Вопрос об имени театра был, конечно, самым грубым и поверхностным выражением иной, гораздо более существенной темы. Памятливые критики парижских гастролей МХАТа тут же выстроили всю цепочку взаимоотношений этого театра с Чеховым и Горьким. В ретроспективе эта цепочка обозначала два противотока русской художественной и общественной мысли, символами которых стали имена создателей «Вишневого сада» и «Врагов».
Горькому припомнили неприятный эпизод его борьбы с постановкой «Бесов» на сцене МХАТа (напомню, что он воспринимал роман Достоевского как пасквиль «временно политического характера»). Ему припомнили, как театр, воспитанный на Чехове, в лице того же Немировича-Данченко категорически протестовал против той роли, которую отводил автор «На дне» искусству сцены. Роли чисто служебной, нацеленной не на «создание самостоятельных художественных ценностей, а на проведение определенных идей». «Горькиада», словечко, брошенное в свое время Немировичем и прочно утвердившееся в стенах Художественного театра, обозначала тенденциозное искусство, противостоящее истинному тону театра, его духу и смыслу, который, повторю, связывали прежде всего с Чеховым.
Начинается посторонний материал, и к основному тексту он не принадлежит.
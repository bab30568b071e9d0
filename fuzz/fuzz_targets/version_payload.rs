//! Fuzz target for server version payloads.
//!
//! Run with:
//! ```bash
//! cargo +nightly fuzz run fuzz_version_payload
//! ```

#![no_main]

use libfuzzer_sys::fuzz_target;
use odoo_rpc_core::ServerVersionInfo;

fuzz_target!(|data: &[u8]| {
    if let Ok(input) = std::str::from_utf8(data) {
        // Malformed payloads must be reported, never panic
        if let Ok(version) = ServerVersionInfo::from_json_str(input) {
            let _ = version.name();
        }
    }
});
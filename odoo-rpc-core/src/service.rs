//! RPC service names exposed by an Odoo server.

use crate::connection::ConfigurationError;
use serde::{Deserialize, Serialize};
use std::fmt;
use std::str::FromStr;

/// Service an RPC call is addressed to.
#[derive(Debug, Clone, Copy, PartialEq, Eq, Hash, Serialize, Deserialize)]
#[serde(rename_all = "lowercase")]
pub enum RpcService {
    /// Authentication and server metadata (`version`, `login`).
    Common,
    /// Model methods (`execute_kw`).
    Object,
    /// Database management.
    #[serde(rename = "db")]
    Database,
}

impl RpcService {
    /// Every service.
    pub const ALL: [RpcService; 3] = [Self::Common, Self::Object, Self::Database];

    /// Wire name of the service.
    pub fn as_str(&self) -> &'static str {
        match self {
            Self::Common => "common",
            Self::Object => "object",
            Self::Database => "db",
        }
    }
}

impl fmt::Display for RpcService {
    fn fmt(&self, f: &mut fmt::Formatter<'_>) -> fmt::Result {
        f.write_str(self.as_str())
    }
}

impl FromStr for RpcService {
    type Err = ConfigurationError;

    fn from_str(s: &str) -> Result<Self, Self::Err> {
        Self::ALL
            .into_iter()
            .find(|service| service.as_str() == s)
            .ok_or_else(|| ConfigurationError::UnknownService(s.to_string()))
    }
}
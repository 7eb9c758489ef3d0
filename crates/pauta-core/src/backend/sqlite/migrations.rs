//! Database schema initialization and migrations.

use crate::error::{DatabaseResultExt, Result, StoreError};

impl super::Database {
    /// Initializes the database schema using the embedded SQL file.
    pub(super) fn initialize_schema(&self) -> Result<()> {
        // Enable foreign keys for this connection
        self.connection
            .execute("PRAGMA foreign_keys = ON", [])
            .db_context("Failed to enable foreign keys")?;

        // Execute the schema SQL
        let schema_sql = include_str!("../../../assets/schema.sql");
        self.connection
            .execute_batch(schema_sql)
            .db_context("Failed to initialize database schema")?;

        // Apply migrations for existing databases
        self.apply_migrations()?;

        Ok(())
    }

    /// Apply database migrations for existing databases
    fn apply_migrations(&self) -> Result<()> {
        // Check if the observacoes column exists in calendar_posts
        let has_notes_column: bool = self
            .connection
            .query_row(
                "SELECT COUNT(*) FROM pragma_table_info('calendar_posts') WHERE name = 'observacoes'",
                [],
                |row| row.get(0),
            )
            .map(|count: i64| count > 0)
            .unwrap_or(false);

        // Add observacoes column if it doesn't exist
        if !has_notes_column {
            self.connection
                .execute("ALTER TABLE calendar_posts ADD COLUMN observacoes TEXT", [])
                .map_err(|e| {
                    StoreError::database_error(
                        "Failed to add observacoes column to calendar_posts table",
                        e,
                    )
                })?;
        }

        Ok(())
    }
}
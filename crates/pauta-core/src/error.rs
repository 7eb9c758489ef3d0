//! Error types for the planning-store library.

use std::path::PathBuf;

use thiserror::Error;

/// Comprehensive error type for all store and backend operations.
///
/// Operations that reference a missing card or post are not represented
/// here: the store treats those as silent no-ops, returning `Option` or
/// `bool` instead of an error.
#[derive(Error, Debug)]
pub enum StoreError {
    /// Database connection or query errors
    #[error("Database error: {message}")]
    Database {
        message: String,
        #[source]
        source: rusqlite::Error,
    },
    /// File system operation errors
    #[error("File system error at path '{path}': {source}")]
    FileSystem {
        path: PathBuf,
        source: std::io::Error,
    },
    /// XDG directory specification errors
    #[error("XDG directory error: {0}")]
    XdgDirectory(String),
    /// Invalid input validation errors
    #[error("Invalid input for field '{field}': {reason}")]
    InvalidInput { field: String, reason: String },
    /// Serialization/deserialization errors
    #[error("Serialization error: {source}")]
    Serialization {
        #[from]
        source: serde_json::Error,
    },
    /// Configuration errors
    #[error("Configuration error: {message}")]
    Configuration { message: String },
}

/// Builder for creating input validation errors.
pub struct InvalidInputBuilder {
    field: String,
}

impl InvalidInputBuilder {
    /// Create a new invalid input error builder for a field.
    pub fn new(field: impl Into<String>) -> Self {
        Self {
            field: field.into(),
        }
    }

    /// Build the error with the given reason.
    pub fn with_reason(self, reason: impl Into<String>) -> StoreError {
        StoreError::InvalidInput {
            field: self.field,
            reason: reason.into(),
        }
    }
}

impl StoreError {
    /// Creates a builder for input validation errors.
    pub fn invalid_input(field: impl Into<String>) -> InvalidInputBuilder {
        InvalidInputBuilder::new(field)
    }

    /// Creates a new database error with additional context.
    pub fn database_error(message: &str, source: rusqlite::Error) -> Self {
        Self::Database {
            message: message.into(),
            source,
        }
    }
}

/// Specialized extension trait for database-related Results.
pub trait DatabaseResultExt<T> {
    /// Map database errors with a message.
    fn db_context(self, message: &str) -> Result<T>;
}

impl<T> DatabaseResultExt<T> for std::result::Result<T, rusqlite::Error> {
    fn db_context(self, message: &str) -> Result<T> {
        self.map_err(|e| StoreError::database_error(message, e))
    }
}

/// Result type alias for store operations
pub type Result<T> = std::result::Result<T, StoreError>;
Вдоволь посетовав в связи с новым именем театра, критика приготовила свои души для восприятия спектаклей. Одни ожидали увидеть в них милый образ потерянной родины, другие — образ современной неведомой им России. Ностальгия, воспоминания, настороженность, злоба, радость встречи — все было в первых статьях, появившихся еще до начала гастролей. В. Ходасевич, перу которого принадлежали наиболее серьезные, а порой и проникновенные статьи о спектаклях МХАТа (он печатал их в газете «Возрождение»), вспоминал театр «как патетическую страницу молодости». «Чтобы вовсе не любить Художественного театра, надо не быть русским»5 — так объяснил поэт и критик взволнованность русской парижской публики, для которой гастроли МХАТа были исполнены волнующего личного смысла. Он же едва ли не первым обнаружил роковое превращение театра Чехова в «академический театр Горького» (острота, пущенная Тэффи, прочно вошла тогда в критический обиход). Передавая впечатление от «Врагов» (горьковский спектакль игрался первым), Ходасевич писал: «Наконец медленно (как «тогда») потух свет, поднялся (не раздвинулся) занавес — и чуть ли не с первых слов, произнесенных на сцене, почувствовалось, что долгожданная встреча может быть испорчена. Вскоре сделалось ясно, что так и есть. Между зрителем и театром стояла чья-то лишняя тень. Узнать ее было легко, это была тень Максима Горького»6.
Ходасевич далее сразу же развивал тезис о неоплатном долге театра перед Чеховым и истолковывал горьковскую пьесу как само-пародию, чуждую основным заветам чеховской драмы, отказавшейся от «фирмы» и «ярлыка», приклеенного к человеку. «Одни — сплошь умники и герои, другие — сплошь дураки и мерзавцы. <...> Как всякая агитка, «Враги» изображают не сущее, а должное... Угнетоны и Филистерии, наполняющие зал в Париже, не обижаются, потому что горьковское обличение бездарно. В ответ на «бичующие» афоризмы Горького зал громко и добродушно смеется. И это уже явный признак провала»7.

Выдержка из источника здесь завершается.